Michael Zvolensky has focused much of his time untangling the interrelated relationship between anxiety and addiction with numerous grants and millions of dollars from the National Institute of Mental Health. He started in academia as an anxiety specialist, but when working with addicts, he noticed an overlooked link.
"There's evidence that anxiety and tobacco use co-occur at a higher rate than would have been expected," explains Zvolensky, "higher than would typically be found for mood and other emotional disorders."
Zvolensky's research explores a distinction between "anxiety sympathy" and actual symptoms of anxiety in cigarette addiction and the act of quitting. Anxiety sensitivity reflects the belief or expectancy that when you experience internal distress like anxiety symptoms they will cause you harm.

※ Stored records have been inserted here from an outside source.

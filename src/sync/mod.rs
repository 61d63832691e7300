//! Copyright (c) 2025, Kirky.X
//!
//! MIT License
//!
//! 该模块定义了对象缓存同步的核心：操作上下文、写派发方式，
//! 以及读（select）写（add_object）两个同步器。

pub mod read;
pub mod write;

use crate::backend::{Pipeline, Store};
use crate::key::KEY_SEPARATOR;
use crate::serialization::Codec;

pub use read::select;
pub use write::{add_object, set_store_data};

/// 操作上下文
///
/// 一次逻辑同步操作的不可变参数记录：类型别名、标识符属性名、
/// 可选的读取属性过滤列表、编解码器。按操作创建，用后即弃，
/// 不跨调用保有身份。
pub struct SyncContext<'a> {
    /// 类型别名，作为键的命名空间前缀
    pub alias: &'a str,
    /// 标识符属性名
    pub id_attr: &'a str,
    /// 读取时限定取回/合并的属性列表，空表示全部
    pub filter_attrs: &'a [&'a str],
    /// 编解码器
    pub codec: &'a dyn Codec,
}

impl<'a> SyncContext<'a> {
    /// 创建无过滤的操作上下文
    pub fn new(alias: &'a str, id_attr: &'a str, codec: &'a dyn Codec) -> Self {
        Self {
            alias,
            id_attr,
            filter_attrs: &[],
            codec,
        }
    }

    /// 附加读取属性过滤列表
    pub fn with_filter(mut self, filter_attrs: &'a [&'a str]) -> Self {
        self.filter_attrs = filter_attrs;
        self
    }

    /// 合并用的键前缀 `"{alias}."`
    pub(crate) fn key_prefix(&self) -> String {
        format!("{}{}", self.alias, KEY_SEPARATOR)
    }
}

/// 写派发方式
///
/// 携带管道句柄时写操作只入队（延迟生效），否则立即写入存储。
pub enum WriteDispatch<'a> {
    /// 立即写入存储
    Direct(&'a dyn Store),
    /// 入队到管道，由调用方在外部flush
    Pipelined(&'a mut dyn Pipeline),
}
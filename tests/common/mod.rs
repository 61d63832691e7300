//! Copyright (c) 2025, Kirky.X
//!
//! MIT License
//!
//! 该模块定义了测试的通用工具函数和测试替身。

use async_trait::async_trait;
use oxsync::backend::Store;
use oxsync::entity::attr_map_of;
use oxsync::error::{Result, SyncError};
use oxsync::{AttrMap, AttrValue, CacheEntity};
use serde::Serialize;
use std::sync::Once;
use tracing_subscriber::EnvFilter;

static INIT: Once = Once::new();

pub fn setup_logging() {
    INIT.call_once(|| {
        tracing_subscriber::fmt()
            .with_env_filter(EnvFilter::new("debug"))
            .try_init()
            .ok();
    });
}

/// 测试用领域对象
///
/// 字段全部可缺失，便于覆盖标识符缺失与条件合并的各种分支
#[derive(Debug, Clone, Default, PartialEq, Serialize)]
pub struct TestUser {
    #[serde(skip_serializing_if = "Option::is_none")]
    pub id: Option<u64>,
    #[serde(skip_serializing_if = "Option::is_none")]
    pub name: Option<String>,
    #[serde(skip_serializing_if = "Option::is_none")]
    pub email: Option<String>,
}

#[allow(dead_code)]
impl TestUser {
    pub fn with_id(id: u64) -> Self {
        Self {
            id: Some(id),
            ..Default::default()
        }
    }

    pub fn full(id: u64, name: &str, email: &str) -> Self {
        Self {
            id: Some(id),
            name: Some(name.to_string()),
            email: Some(email.to_string()),
        }
    }
}

impl CacheEntity for TestUser {
    fn attr(&self, name: &str) -> Option<AttrValue> {
        match name {
            "id" => self.id.map(AttrValue::from),
            "name" => self.name.clone().map(AttrValue::from),
            "email" => self.email.clone().map(AttrValue::from),
            _ => None,
        }
    }

    fn to_attr_map(&self) -> Option<AttrMap> {
        attr_map_of(self)
    }

    fn merge_cached(&mut self, cached: &AttrMap, _key_prefix: &str) {
        // 只填充尚未持有值的字段，绝不覆盖既有状态
        if self.name.is_none() {
            if let Some(name) = cached.get("name").and_then(AttrValue::as_str) {
                self.name = Some(name.to_string());
            }
        }
        if self.email.is_none() {
            if let Some(email) = cached.get("email").and_then(AttrValue::as_str) {
                self.email = Some(email.to_string());
            }
        }
    }
}

/// 故障存储替身，任何操作都以后端错误拒绝
#[allow(dead_code)]
pub struct FailingStore;

#[async_trait]
impl Store for FailingStore {
    async fn get(&self, _key: &[u8]) -> Result<Option<Vec<u8>>> {
        Err(SyncError::BackendError("simulated outage".to_string()))
    }

    async fn set(&self, _key: &[u8], _value: Vec<u8>) -> Result<()> {
        Err(SyncError::BackendError("simulated outage".to_string()))
    }
}
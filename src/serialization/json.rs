//! Copyright (c) 2025-2026, Kirky.X
//!
//! MIT License
//!
//! 该模块定义了JSON编解码器的实现。

use super::Codec;
use crate::entity::AttrMap;
use crate::error::{Result, SyncError};

/// JSON编解码器
///
/// 键按UTF-8字节编码，属性表基于serde_json编码
#[derive(Clone)]
pub struct JsonCodec {
    /// 是否启用压缩
    compress: bool,
}

impl JsonCodec {
    /// 创建新的JSON编解码器
    pub fn new() -> Self {
        Self { compress: false }
    }

    /// 创建启用压缩的JSON编解码器
    pub fn with_compression() -> Self {
        Self { compress: true }
    }
}

impl Default for JsonCodec {
    fn default() -> Self {
        Self::new()
    }
}

impl Codec for JsonCodec {
    fn key_to_bytes(&self, key: &str) -> Vec<u8> {
        key.as_bytes().to_vec()
    }

    fn key_from_bytes(&self, data: &[u8]) -> Result<String> {
        String::from_utf8(data.to_vec()).map_err(|e| SyncError::Serialization(e.to_string()))
    }

    /// 序列化属性表为JSON字节数组
    ///
    /// # 参数
    ///
    /// * `value` - 要序列化的属性表
    ///
    /// # 返回值
    ///
    /// 返回序列化后的字节数组或错误
    fn value_to_bytes(&self, value: &AttrMap) -> Result<Vec<u8>> {
        let json_bytes =
            serde_json::to_vec(value).map_err(|e| SyncError::Serialization(e.to_string()))?;

        if self.compress {
            // 使用压缩
            #[cfg(feature = "flate2")]
            {
                use flate2::write::GzEncoder;
                use flate2::Compression;
                use std::io::Write;

                let mut encoder = GzEncoder::new(Vec::new(), Compression::fast());
                encoder
                    .write_all(&json_bytes)
                    .map_err(|e| SyncError::Serialization(e.to_string()))?;
                encoder
                    .finish()
                    .map_err(|e| SyncError::Serialization(e.to_string()))
            }

            #[cfg(not(feature = "flate2"))]
            {
                // 如果没有启用flate2特性，返回未压缩的数据
                Ok(json_bytes)
            }
        } else {
            Ok(json_bytes)
        }
    }

    /// 从JSON字节数组反序列化属性表
    fn value_from_bytes(&self, data: &[u8]) -> Result<AttrMap> {
        let json_bytes = if self.compress {
            // 解压缩
            #[cfg(feature = "flate2")]
            {
                use flate2::read::GzDecoder;
                use std::io::Read;

                let mut decoder = GzDecoder::new(data);
                let mut decoded = Vec::new();
                decoder
                    .read_to_end(&mut decoded)
                    .map_err(|e| SyncError::Serialization(e.to_string()))?;
                decoded
            }

            #[cfg(not(feature = "flate2"))]
            {
                // 如果没有启用flate2特性，直接使用原始数据
                data.to_vec()
            }
        } else {
            data.to_vec()
        };

        serde_json::from_slice(&json_bytes).map_err(|e| SyncError::Serialization(e.to_string()))
    }
}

Medical literature has traditionally focused on symptoms but the subject's belief in what those symptoms could actually do seems to be more important in explaining behavior, according to Zvolensky. In the case of tobacco users with anxiety sensitivity, when they are about to go on a quit attempt and prompt internal stress like withdrawal symptoms, they reflexively catastrophize.
Zvolensky has found that smoking can actually cause anxiety disorders.
"While tobacco use is related to a more anxiety-sensitive personality type compared to nonsmokers, the more you smoke the worse it gets. It's also an important predictor of who will go on to develop problems like panic attacks and agoraphobia."